The Bilateral Carotid Artery Stenosis (BCAS) model was employed to simulate CCH, and the permeability of the BBB in the mouse frontal cortex was assessed at various time points post-operation. Transcriptome sequencing was conducted to identify differentially expressed genes (DEGs), which were then intersected with cortical gene chip data from human vascular dementia cases. Key genes identified through this analysis were subsequently measured in the serum of VCI patients and correlated with cognitive performance scores. Additionally, in vivo experiments were conducted to validate the influence of these key genes on BBB endothelial-mesenchymal transition (EndMT) and peripheral neutrophil infiltration.
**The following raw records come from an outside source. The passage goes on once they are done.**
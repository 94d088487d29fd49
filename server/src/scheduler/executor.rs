use std::collections::HashMap;
use std::sync::Arc;
use std::time::Duration;

use async_trait::async_trait;
use once_cell::sync::OnceCell;
use tracing::{error, warn};

use crate::clock::Clock;
use crate::db::{self, Db};
use crate::error::ProcessError;
use crate::models::{Process, ProcessAction, ProcessStatus};

/// Longest uninterruptible stretch inside a back-off sleep. Preemption is
/// observed between quanta, so this bounds preemption latency.
pub const YIELD_QUANTUM: Duration = Duration::from_secs(2);

/// How an admission ended from the handler's point of view.
///
/// `Yielded` is the cooperative exit: the process was evicted (or found
/// itself already evicted) and its progress is persisted; it is not an
/// error and the process must not be marked done.
#[derive(Debug, Clone, Copy, PartialEq, Eq)]
pub enum RunOutcome {
    Completed,
    Yielded,
}

/// Cancellation token derived from the store's view of the process status.
/// One call at each cooperative checkpoint suffices.
pub struct YieldCheck {
    db: Db,
    process_id: i64,
}

impl YieldCheck {
    pub fn new(db: Db, process_id: i64) -> Self {
        Self { db, process_id }
    }

    /// True when the process is no longer active and the handler must
    /// return `Yielded`. A read failure keeps the handler running; the
    /// next checkpoint re-reads.
    pub async fn should_yield(&self) -> bool {
        match db::get_process(&self.db, self.process_id).await {
            Ok(Some(process)) => process.status != ProcessStatus::Active,
            Ok(None) => true,
            Err(e) => {
                warn!(process_id = self.process_id, error = %e, "Preemption check read failed");
                false
            }
        }
    }
}

#[derive(Debug, Clone, Copy, PartialEq, Eq)]
pub enum SleepOutcome {
    Slept,
    Preempted,
}

/// Sleep `total` in preemption-aware quanta, re-checking eviction between
/// them. Returns early with `Preempted` the moment the check trips.
pub async fn preemptable_sleep(
    clock: &dyn Clock,
    check: &YieldCheck,
    total: Duration,
) -> SleepOutcome {
    let mut remaining = total;
    while !remaining.is_zero() {
        if check.should_yield().await {
            return SleepOutcome::Preempted;
        }
        let step = remaining.min(YIELD_QUANTUM);
        clock.sleep(step).await;
        remaining -= step;
    }
    if check.should_yield().await {
        return SleepOutcome::Preempted;
    }
    SleepOutcome::Slept
}

/// Per-kind work implementation. Handlers own their loops, persist their
/// own progress, and consult the yield check between externally-visible
/// steps.
#[async_trait]
pub trait ActionHandler: Send + Sync {
    async fn run(&self, process: &Process, yield_check: &YieldCheck)
        -> Result<RunOutcome, ProcessError>;
}

/// Dispatches an admitted process to the handler registered for its action
/// kind. Handlers are registered once at startup, after the components they
/// close over have been wired up.
pub struct ProcessExecutor {
    db: Db,
    handlers: OnceCell<HashMap<ProcessAction, Arc<dyn ActionHandler>>>,
}

impl ProcessExecutor {
    pub fn new(db: Db) -> Self {
        Self {
            db,
            handlers: OnceCell::new(),
        }
    }

    pub fn register_handlers(&self, handlers: HashMap<ProcessAction, Arc<dyn ActionHandler>>) {
        if self.handlers.set(handlers).is_err() {
            error!("Handler registry initialized twice; keeping the first registration");
        }
    }

    pub async fn run(&self, process_id: i64) -> Result<RunOutcome, ProcessError> {
        let process = db::get_process(&self.db, process_id)
            .await?
            .ok_or_else(|| {
                ProcessError::InvalidRecord(format!("process {process_id} vanished before dispatch"))
            })?;

        match process.status {
            ProcessStatus::Active => {}
            // Evicted between launch and load; the preemptor is running.
            ProcessStatus::Queued => return Ok(RunOutcome::Yielded),
            status => {
                return Err(ProcessError::Invariant(format!(
                    "process {process_id} dispatched while {status}"
                )));
            }
        }

        let handler = self
            .handlers
            .get()
            .and_then(|handlers| handlers.get(&process.action))
            .cloned()
            .ok_or_else(|| ProcessError::UnknownAction(process.action.to_string()))?;

        let yield_check = YieldCheck::new(self.db.clone(), process_id);
        handler.run(&process, &yield_check).await
    }
}
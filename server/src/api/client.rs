use std::time::Duration;

use async_trait::async_trait;
use md5::{Digest, Md5};
use reqwest::Client;
use serde::Deserialize;
use tracing::debug;

use super::{ApiError, FetchOutcome, PlayerApi, PlayerSnapshot, RedeemOutcome};

// Remote error codes. The player endpoint reports a missing role and the
// gift-code endpoint reports per-code outcomes through `err_code`.
const ERR_ROLE_NOT_EXIST: i64 = 40004;
const ERR_ALREADY_CLAIMED: i64 = 40008;
const ERR_SAME_TYPE_CLAIMED: i64 = 40011;
const ERR_CODE_EXPIRED: i64 = 40007;
const ERR_CODE_NOT_FOUND: i64 = 40014;
const ERR_CAPTCHA_REQUIRED: i64 = 40101;

/// Signed HTTP client for the game's roster and gift-code API.
pub struct GameApiClient {
    http: Client,
    base: String,
    secret: String,
}

#[derive(Debug, Deserialize)]
struct ApiEnvelope {
    #[serde(default)]
    code: i64,
    #[serde(default)]
    err_code: Option<i64>,
    #[serde(default)]
    msg: Option<String>,
    #[serde(default)]
    data: Option<serde_json::Value>,
}

/// Transport-level outcome of one API round trip. HTTP 429 is surfaced
/// before body parsing because the limiter does not return an envelope.
enum CallResult {
    Envelope(ApiEnvelope),
    RateLimited,
}

impl GameApiClient {
    pub fn new(base: impl Into<String>, secret: impl Into<String>) -> Self {
        let http = Client::builder()
            .connect_timeout(Duration::from_secs(5))
            .timeout(Duration::from_secs(30))
            .user_agent("frostwarden/1.0")
            .build()
            .expect("failed to build HTTP client");

        Self {
            http,
            base: base.into(),
            secret: secret.into(),
        }
    }

    /// Sign request parameters: the form fields sorted by key, joined as a
    /// query string, with the shared secret appended, MD5-hexed.
    fn sign(&self, params: &[(&str, String)]) -> String {
        let mut sorted: Vec<_> = params.iter().collect();
        sorted.sort_by_key(|(k, _)| *k);
        let joined = sorted
            .iter()
            .map(|(k, v)| format!("{k}={v}"))
            .collect::<Vec<_>>()
            .join("&");

        let mut hasher = Md5::new();
        hasher.update(joined.as_bytes());
        hasher.update(self.secret.as_bytes());
        hex::encode(hasher.finalize())
    }

    async fn call(&self, path: &str, params: &[(&str, String)]) -> Result<CallResult, ApiError> {
        let url = format!("{}/{}", self.base.trim_end_matches('/'), path);
        let sign = self.sign(params);

        let mut form: Vec<(&str, String)> = params.to_vec();
        form.push(("sign", sign));

        debug!(url = %url, "Game API call");

        let resp = self
            .http
            .post(&url)
            .form(&form)
            .send()
            .await
            .map_err(|e| ApiError::Network {
                endpoint: url.clone(),
                source: e,
            })?;

        let status = resp.status();
        if status.as_u16() == 429 {
            return Ok(CallResult::RateLimited);
        }
        if !status.is_success() {
            return Err(ApiError::Protocol {
                endpoint: url,
                reason: format!("unexpected status {status}"),
            });
        }

        let envelope = resp.json::<ApiEnvelope>().await.map_err(|e| ApiError::Protocol {
            endpoint: url,
            reason: e.to_string(),
        })?;
        Ok(CallResult::Envelope(envelope))
    }

    fn base_params(&self, fid: i64) -> Vec<(&'static str, String)> {
        vec![
            ("fid", fid.to_string()),
            ("time", chrono::Utc::now().timestamp_millis().to_string()),
        ]
    }
}

#[async_trait]
impl PlayerApi for GameApiClient {
    async fn fetch(&self, fid: i64) -> Result<FetchOutcome, ApiError> {
        let params = self.base_params(fid);
        let envelope = match self.call("player", &params).await? {
            CallResult::RateLimited => return Ok(FetchOutcome::RateLimited),
            CallResult::Envelope(envelope) => envelope,
        };

        if envelope.err_code == Some(ERR_ROLE_NOT_EXIST) {
            return Ok(FetchOutcome::RoleNotExist);
        }
        if envelope.code != 0 {
            return Err(ApiError::Protocol {
                endpoint: "player".to_string(),
                reason: format!(
                    "code {} err_code {:?} msg {:?}",
                    envelope.code, envelope.err_code, envelope.msg
                ),
            });
        }

        let data = envelope.data.ok_or_else(|| ApiError::Protocol {
            endpoint: "player".to_string(),
            reason: "missing data payload".to_string(),
        })?;
        let snapshot: PlayerSnapshot =
            serde_json::from_value(data).map_err(|e| ApiError::Protocol {
                endpoint: "player".to_string(),
                reason: format!("malformed player payload: {e}"),
            })?;

        Ok(FetchOutcome::Snapshot(snapshot))
    }

    async fn redeem(&self, fid: i64, code: &str) -> Result<RedeemOutcome, ApiError> {
        let mut params = self.base_params(fid);
        params.push(("cdk", code.to_string()));
        let envelope = match self.call("gift_code", &params).await? {
            CallResult::RateLimited => return Ok(RedeemOutcome::RateLimited),
            CallResult::Envelope(envelope) => envelope,
        };

        match envelope.err_code {
            None if envelope.code == 0 => Ok(RedeemOutcome::Success),
            Some(ERR_ALREADY_CLAIMED) => Ok(RedeemOutcome::AlreadyClaimed),
            Some(ERR_SAME_TYPE_CLAIMED) => Ok(RedeemOutcome::SameTypeClaimed),
            Some(ERR_CODE_EXPIRED) => Ok(RedeemOutcome::Expired),
            Some(ERR_CODE_NOT_FOUND) => Ok(RedeemOutcome::NotFound),
            Some(ERR_CAPTCHA_REQUIRED) => Ok(RedeemOutcome::CaptchaRequired),
            other => Err(ApiError::Protocol {
                endpoint: "gift_code".to_string(),
                reason: format!("code {} err_code {:?}", envelope.code, other),
            }),
        }
    }
}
Time-course studies investigating BBB disruption revealed an increase in BBB permeability in the frontal cortex of mice on day 14 following BCAS, a stage at which the mice had not yet exhibited cognitive impairment. Subsequent sequencing analyses, integrated with human cortical gene expression profiles, identified Lipocalin 2 (LCN2) as a pivotal gene involved in mediating inflammatory responses and cell migration. Clinical studies have demonstrated that LCN2 is upregulated in the serum of patients with VCI and exhibits a significant negative correlation with Montreal Cognitive Assessment (MOCA) scores. Downregulation of LCN2 leads to a reduction in EndMT markers and peripheral neutrophil infiltration, as well as significant enhancements in learning and memory in BCAS mice through modulation of the MEK/ERK signaling pathway.
This study elucidates the temporal characteristics and key molecular mechanisms underlying BBB disruption in the frontal cortex during CCH, thereby identifying novel potential targets for the early diagnosis and treatment of VCI.
血管性认知障碍(VCI)主要归因于血管危险因素和脑血管疾病。慢性脑灌注不足(CCH)在VCI的早期阶段就已开始,并导致血脑屏障(BBB)破坏。然而,这一过程背后的确切分子机制仍不清楚,值得进一步研究。
采用双侧颈动脉狭窄(BCAS)模型模拟CCH,并在术后不同时间点评估小鼠额叶皮质中BBB的通透性。进行转录组测序以鉴定差异表达基因(DEG),然后将这些基因与来自人类血管性痴呆病例的皮质基因芯片数据进行比对。通过该分析确定的关键基因随后在VCI患者的血清中进行检测,并与认知表现评分相关联。此外,进行体内实验以验证这些关键基因对BBB内皮-间充质转化(EndMT)和外周中性粒细胞浸润的影响。
对BBB破坏的时间进程研究显示,BCAS术后第14天小鼠额叶皮质中的BBB通透性增加,此时小鼠尚未表现出认知障碍。随后的测序分析与人类皮质基因表达谱相结合,确定脂质运载蛋白2(LCN2)是参与介导炎症反应和细胞迁移的关键基因。临床研究表明,VCI患者血清中LCN2上调,并且与蒙特利尔认知评估(MOCA)评分呈显著负相关。LCN2的下调导致EndMT标志物和外周中性粒细胞浸润减少,并且通过调节MEK/ERK信号通路显著增强了BCAS小鼠的学习和记忆能力。
本研究阐明了CCH期间额叶皮质中BBB破坏的时间特征和关键分子机制,从而为VCI的早期诊断和治疗确定了新的潜在靶点。